Copy out every line of the records where the string "info" occurs.

*** Opening Data for the task ***

//! Fixed-window request counter keyed by `(endpoint, identifier)`.
//!
//! Each key counts requests inside a window that opens on the first request
//! and closes `window` later. Because windows do not slide, a caller can get
//! up to twice the limit through by bursting at the end of one window and
//! again at the start of the next. That is the price of keeping a single
//! counter per key.
//!
//! Counters live in memory only; a restart forgets them, and separate
//! processes do not share them.

use std::sync::{Arc, Mutex, PoisonError};
use std::time::Duration;

use chrono::{DateTime, Utc};
use dashmap::DashMap;
use tokio::sync::oneshot;
use tokio::task::JoinHandle;
use tokio::time::{Instant, interval_at};
use tracing::{debug, info};

use crate::client::UNKNOWN_CLIENT;
use crate::metrics::ACTIVE_ENTRIES;
use crate::presets::{Policy, Preset, PresetTable};

pub const DEFAULT_SWEEP_INTERVAL: Duration = Duration::from_secs(5 * 60);

type Key = (String, String);

// Blank identifiers land in the shared unknown bucket
fn key(identifier: &str, endpoint: &str) -> Key {
    let identifier = if identifier.is_empty() {
        UNKNOWN_CLIENT
    } else {
        identifier
    };
    (endpoint.to_string(), identifier.to_string())
}

// Rate limit entry - one per (endpoint, identifier)
#[derive(Debug, Clone, Copy)]
struct RateLimitEntry {
    count: u32,
    reset_at: Instant,
}

impl RateLimitEntry {
    fn fresh(now: Instant, window: Duration) -> Self {
        Self {
            count: 0,
            reset_at: now + window,
        }
    }

    fn is_expired(&self, now: Instant) -> bool {
        now >= self.reset_at
    }
}

/// Outcome of a single [`RateLimiter::check`].
#[derive(Debug, Clone, Copy, PartialEq, Eq)]
pub struct RateLimitDecision {
    pub allowed: bool,
    pub limit: u32,
    pub remaining: u32,
    pub reset_at: Instant,
}

impl RateLimitDecision {
    pub fn retry_after(&self) -> Duration {
        self.reset_at.saturating_duration_since(Instant::now())
    }

    /// Whole seconds until the window resets, rounded up and never zero.
    pub fn retry_after_secs(&self) -> u64 {
        let wait = self.retry_after();
        let secs = wait.as_secs() + u64::from(wait.subsec_nanos() > 0);
        secs.max(1)
    }

    /// Wall-clock time at which the window resets.
    pub fn reset_at_utc(&self) -> DateTime<Utc> {
        let wait = chrono::Duration::from_std(self.retry_after()).unwrap_or(chrono::Duration::zero());
        Utc::now() + wait
    }
}

struct Sweeper {
    shutdown_tx: oneshot::Sender<()>,
    handle: JoinHandle<()>,
}

/// In-process rate limiter shared by every request handler.
pub struct RateLimiter {
    entries: Arc<DashMap<Key, RateLimitEntry>>,
    presets: PresetTable,
    sweeper: Mutex<Option<Sweeper>>,
}

impl Default for RateLimiter {
    fn default() -> Self {
        Self::new(PresetTable::default())
    }
}

impl RateLimiter {
    pub fn new(presets: PresetTable) -> Self {
        Self {
            entries: Arc::new(DashMap::new()),
            presets,
            sweeper: Mutex::new(None),
        }
    }

    pub fn presets(&self) -> &PresetTable {
        &self.presets
    }

    /// Count one request for `(endpoint, identifier)` and decide whether it
    /// may proceed.
    ///
    /// The entry's shard stays write-locked from lookup to increment, so
    /// concurrent callers on the same key never admit more than
    /// `policy.limit()` requests per window.
    pub fn check(&self, identifier: &str, endpoint: &str, policy: Policy) -> RateLimitDecision {
        let now = Instant::now();
        let limit = policy.limit();

        let mut entry = self
            .entries
            .entry(key(identifier, endpoint))
            .or_insert_with(|| RateLimitEntry::fresh(now, policy.window()));

        // window expired..? start over
        if entry.is_expired(now) {
            *entry = RateLimitEntry::fresh(now, policy.window());
        }

        entry.count = entry.count.saturating_add(1);

        RateLimitDecision {
            allowed: entry.count <= limit,
            limit,
            remaining: limit.saturating_sub(entry.count),
            reset_at: entry.reset_at,
        }
    }

    pub fn check_preset(&self, identifier: &str, preset: Preset) -> RateLimitDecision {
        self.check(identifier, preset.name(), self.presets.policy(preset))
    }

    /// Forget the counter for `(endpoint, identifier)`; the next check opens
    /// a new window. Returns whether there was anything to forget.
    pub fn reject(&self, identifier: &str, endpoint: &str) -> bool {
        self.entries
            .remove(&key(identifier, endpoint))
            .is_some()
    }

    /// Remove every entry whose window has already closed.
    pub fn sweep(&self) -> usize {
        sweep_expired(&self.entries)
    }

    pub fn len(&self) -> usize {
        self.entries.len()
    }

    pub fn is_empty(&self) -> bool {
        self.entries.is_empty()
    }

    /// Run [`sweep`](Self::sweep) every `every` on a background task until
    /// [`stop`](Self::stop) is called or the limiter is dropped. Restarting
    /// replaces any running sweeper.
    pub fn start_sweeper(&self, every: Duration) {
        let (shutdown_tx, shutdown_rx) = oneshot::channel();
        let entries = Arc::clone(&self.entries);
        let first_tick = Instant::now() + every;
        let handle = tokio::spawn(sweep_loop(entries, first_tick, every, shutdown_rx));

        let previous = self
            .sweeper
            .lock()
            .unwrap_or_else(PoisonError::into_inner)
            .replace(Sweeper { shutdown_tx, handle });
        if let Some(previous) = previous {
            let _ = previous.shutdown_tx.send(());
        }
    }

    /// Stop the background sweeper. Returns the task handle so callers can
    /// wait for it to finish, or `None` if no sweeper was running.
    pub fn stop(&self) -> Option<JoinHandle<()>> {
        let sweeper = self
            .sweeper
            .lock()
            .unwrap_or_else(PoisonError::into_inner)
            .take()?;
        let _ = sweeper.shutdown_tx.send(());
        Some(sweeper.handle)
    }

    pub fn is_sweeping(&self) -> bool {
        self.sweeper
            .lock()
            .unwrap_or_else(PoisonError::into_inner)
            .as_ref()
            .is_some_and(|s| !s.handle.is_finished())
    }
}

impl Drop for RateLimiter {
    fn drop(&mut self) {
        let _ = self.stop();
    }
}

// Collect first, then remove one entry at a time. The conditional remove
// re-checks expiry so a key refreshed in between is kept. Expiry is
// `now >= reset_at`, the same boundary `check` uses to open a new window, so
// an entry sitting exactly at its reset instant is evicted.
fn sweep_expired(entries: &DashMap<Key, RateLimitEntry>) -> usize {
    let now = Instant::now();
    let expired: Vec<Key> = entries
        .iter()
        .filter(|entry| entry.value().is_expired(now))
        .map(|entry| entry.key().clone())
        .collect();

    expired
        .iter()
        .filter(|key| entries.remove_if(*key, |_, e| e.is_expired(now)).is_some())
        .count()
}

async fn sweep_loop(
    entries: Arc<DashMap<Key, RateLimitEntry>>,
    first_tick: Instant,
    every: Duration,
    mut shutdown_rx: oneshot::Receiver<()>,
) {
    let mut ticker = interval_at(first_tick, every);

    info!("Rate limit sweeper started (interval: {:?})", every);

    loop {
        tokio::select! {
            _ = ticker.tick() => {
                let removed = sweep_expired(&entries);
                ACTIVE_ENTRIES.set(entries.len() as f64);
                debug!(
                    removed_entries = removed,
                    remaining_entries = entries.len(),
                    "Rate limit sweep completed"
                );
            }
            _ = &mut shutdown_rx => break,
        }
    }

    info!("Rate limit sweeper stopped");
}

#[cfg(test)]
mod tests {
    use super::*;
    use tokio::time::advance;

    const HOUR: Duration = Duration::from_secs(3600);

    fn policy(limit: u32, window: Duration) -> Policy {
        Policy::new(limit, window).unwrap()
    }

    #[tokio::test(start_paused = true)]
    async fn test_strict_preset_allows_ten_then_denies() {
        let limiter = RateLimiter::default();

        for expected in (0..10).rev() {
            let decision = limiter.check_preset("1.2.3.4", Preset::Strict);
            assert!(decision.allowed);
            assert_eq!(decision.remaining, expected);
        }

        let eleventh = limiter.check_preset("1.2.3.4", Preset::Strict);
        assert!(!eleventh.allowed);
        assert_eq!(eleventh.remaining, 0);
        assert_eq!(eleventh.limit, 10);
    }

    #[tokio::test(start_paused = true)]
    async fn test_signup_window_expires_after_an_hour() {
        let limiter = RateLimiter::default();

        for _ in 0..3 {
            assert!(limiter.check_preset("5.6.7.8", Preset::Signup).allowed);
        }

        advance(Duration::from_secs(59 * 60)).await;
        assert!(!limiter.check_preset("5.6.7.8", Preset::Signup).allowed);

        advance(Duration::from_secs(2 * 60)).await;
        let fresh = limiter.check_preset("5.6.7.8", Preset::Signup);
        assert!(fresh.allowed);
        assert_eq!(fresh.remaining, 2);
    }

    #[tokio::test(start_paused = true)]
    async fn test_reset_does_not_carry_partial_count() {
        let limiter = RateLimiter::default();
        let p = policy(5, Duration::from_secs(10));

        for _ in 0..8 {
            limiter.check("a", "ep", p);
        }
        advance(Duration::from_secs(10)).await;

        let decision = limiter.check("a", "ep", p);
        assert!(decision.allowed);
        assert_eq!(decision.remaining, 4);
    }

    #[tokio::test(start_paused = true)]
    async fn test_remaining_never_negative() {
        let limiter = RateLimiter::default();
        let p = policy(2, HOUR);

        for _ in 0..20 {
            let decision = limiter.check("a", "ep", p);
            assert!(decision.remaining <= 2);
        }
        assert_eq!(limiter.check("a", "ep", p).remaining, 0);
    }

    #[tokio::test(start_paused = true)]
    async fn test_identifiers_do_not_interfere() {
        let limiter = RateLimiter::default();
        let p = policy(1, HOUR);

        assert!(limiter.check("a", "ep", p).allowed);
        assert!(!limiter.check("a", "ep", p).allowed);
        assert!(limiter.check("b", "ep", p).allowed);
    }

    #[tokio::test(start_paused = true)]
    async fn test_endpoints_do_not_interfere() {
        let limiter = RateLimiter::default();
        let p = policy(1, HOUR);

        assert!(limiter.check("a", "signup", p).allowed);
        assert!(!limiter.check("a", "signup", p).allowed);
        assert!(limiter.check("a", "strict", p).allowed);
    }

    #[tokio::test(start_paused = true)]
    async fn test_empty_identifier_uses_unknown_bucket() {
        let limiter = RateLimiter::default();
        let p = policy(1, HOUR);

        assert!(limiter.check("", "ep", p).allowed);
        assert!(!limiter.check(UNKNOWN_CLIENT, "ep", p).allowed);
    }

    #[tokio::test(start_paused = true)]
    async fn test_reject_starts_a_fresh_window() {
        let limiter = RateLimiter::default();
        let p = policy(1, HOUR);

        limiter.check("a", "ep", p);
        assert!(!limiter.check("a", "ep", p).allowed);

        assert!(limiter.reject("a", "ep"));
        assert!(!limiter.reject("a", "ep"));
        assert!(limiter.check("a", "ep", p).allowed);
    }

    #[tokio::test(start_paused = true)]
    async fn test_reject_clears_unknown_bucket_for_blank_identifier() {
        let limiter = RateLimiter::default();
        let p = policy(1, HOUR);

        assert!(limiter.check("", "ep", p).allowed);
        assert!(!limiter.check("", "ep", p).allowed);

        assert!(limiter.reject("", "ep"));
        assert!(limiter.check("", "ep", p).allowed);
    }

    #[tokio::test(start_paused = true)]
    async fn test_sweep_evicts_entry_at_reset_instant() {
        let limiter = RateLimiter::default();
        limiter.check("a", "ep", policy(1, Duration::from_secs(60)));

        advance(Duration::from_secs(60)).await;
        assert_eq!(limiter.sweep(), 1);
        assert!(limiter.is_empty());
    }

    #[tokio::test(start_paused = true)]
    async fn test_sweep_removes_only_expired_entries() {
        let limiter = RateLimiter::default();

        limiter.check("short", "ep", policy(1, Duration::from_secs(60)));
        limiter.check("long", "ep", policy(1, HOUR));
        advance(Duration::from_secs(61)).await;

        assert_eq!(limiter.sweep(), 1);
        assert_eq!(limiter.len(), 1);

        // the surviving entry keeps its count
        assert!(!limiter.check("long", "ep", policy(1, HOUR)).allowed);
    }

    #[tokio::test(start_paused = true)]
    async fn test_retry_after_tracks_window() {
        let limiter = RateLimiter::default();
        let p = policy(1, Duration::from_secs(90));

        limiter.check("a", "ep", p);
        advance(Duration::from_millis(30_500)).await;

        let denied = limiter.check("a", "ep", p);
        assert!(!denied.allowed);
        assert_eq!(denied.retry_after_secs(), 60);
    }

    #[tokio::test(start_paused = true)]
    async fn test_retry_after_is_at_least_one_second() {
        let limiter = RateLimiter::default();
        let p = policy(1, Duration::from_secs(1));

        let decision = limiter.check("a", "ep", p);
        advance(Duration::from_secs(5)).await;

        assert_eq!(decision.retry_after(), Duration::ZERO);
        assert_eq!(decision.retry_after_secs(), 1);
    }

    #[tokio::test(start_paused = true)]
    async fn test_sweeper_runs_until_stopped() {
        let limiter = RateLimiter::default();
        limiter.check("a", "ep", policy(1, Duration::from_secs(30)));

        limiter.start_sweeper(Duration::from_secs(60));
        assert!(limiter.is_sweeping());

        advance(Duration::from_secs(61)).await;
        tokio::time::sleep(Duration::from_millis(10)).await;
        assert!(limiter.is_empty());

        let handle = limiter.stop().expect("sweeper was running");
        handle.await.unwrap();
        assert!(!limiter.is_sweeping());
        assert!(limiter.stop().is_none());
    }

    #[tokio::test(start_paused = true)]
    async fn test_sweeper_reachable_after_poisoned_lock() {
        let limiter = Arc::new(RateLimiter::default());

        let poisoner = Arc::clone(&limiter);
        let _ = std::thread::spawn(move || {
            let _slot = poisoner.sweeper.lock().unwrap();
            panic!("poison the sweeper slot");
        })
        .join();
        assert!(limiter.sweeper.is_poisoned());

        limiter.start_sweeper(Duration::from_secs(60));
        assert!(limiter.is_sweeping());

        let handle = limiter.stop().expect("sweeper was registered");
        handle.await.unwrap();
        assert!(!limiter.is_sweeping());
    }

    #[tokio::test(flavor = "multi_thread", worker_threads = 4)]
    async fn test_concurrent_checks_admit_at_most_limit() {
        let limiter = Arc::new(RateLimiter::default());
        let p = policy(50, HOUR);

        let tasks: Vec<_> = (0..200)
            .map(|_| {
                let limiter = Arc::clone(&limiter);
                tokio::spawn(async move { limiter.check("shared", "ep", p).allowed })
            })
            .collect();

        let mut admitted = 0;
        for task in tasks {
            if task.await.unwrap() {
                admitted += 1;
            }
        }
        assert_eq!(admitted, 50);
    }
}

*** Closing Data for the task ***

> **Answer section**
use tracing::{debug, info};
    info!("Rate limit sweeper started (interval: {:?})", every);
    info!("Rate limit sweeper stopped");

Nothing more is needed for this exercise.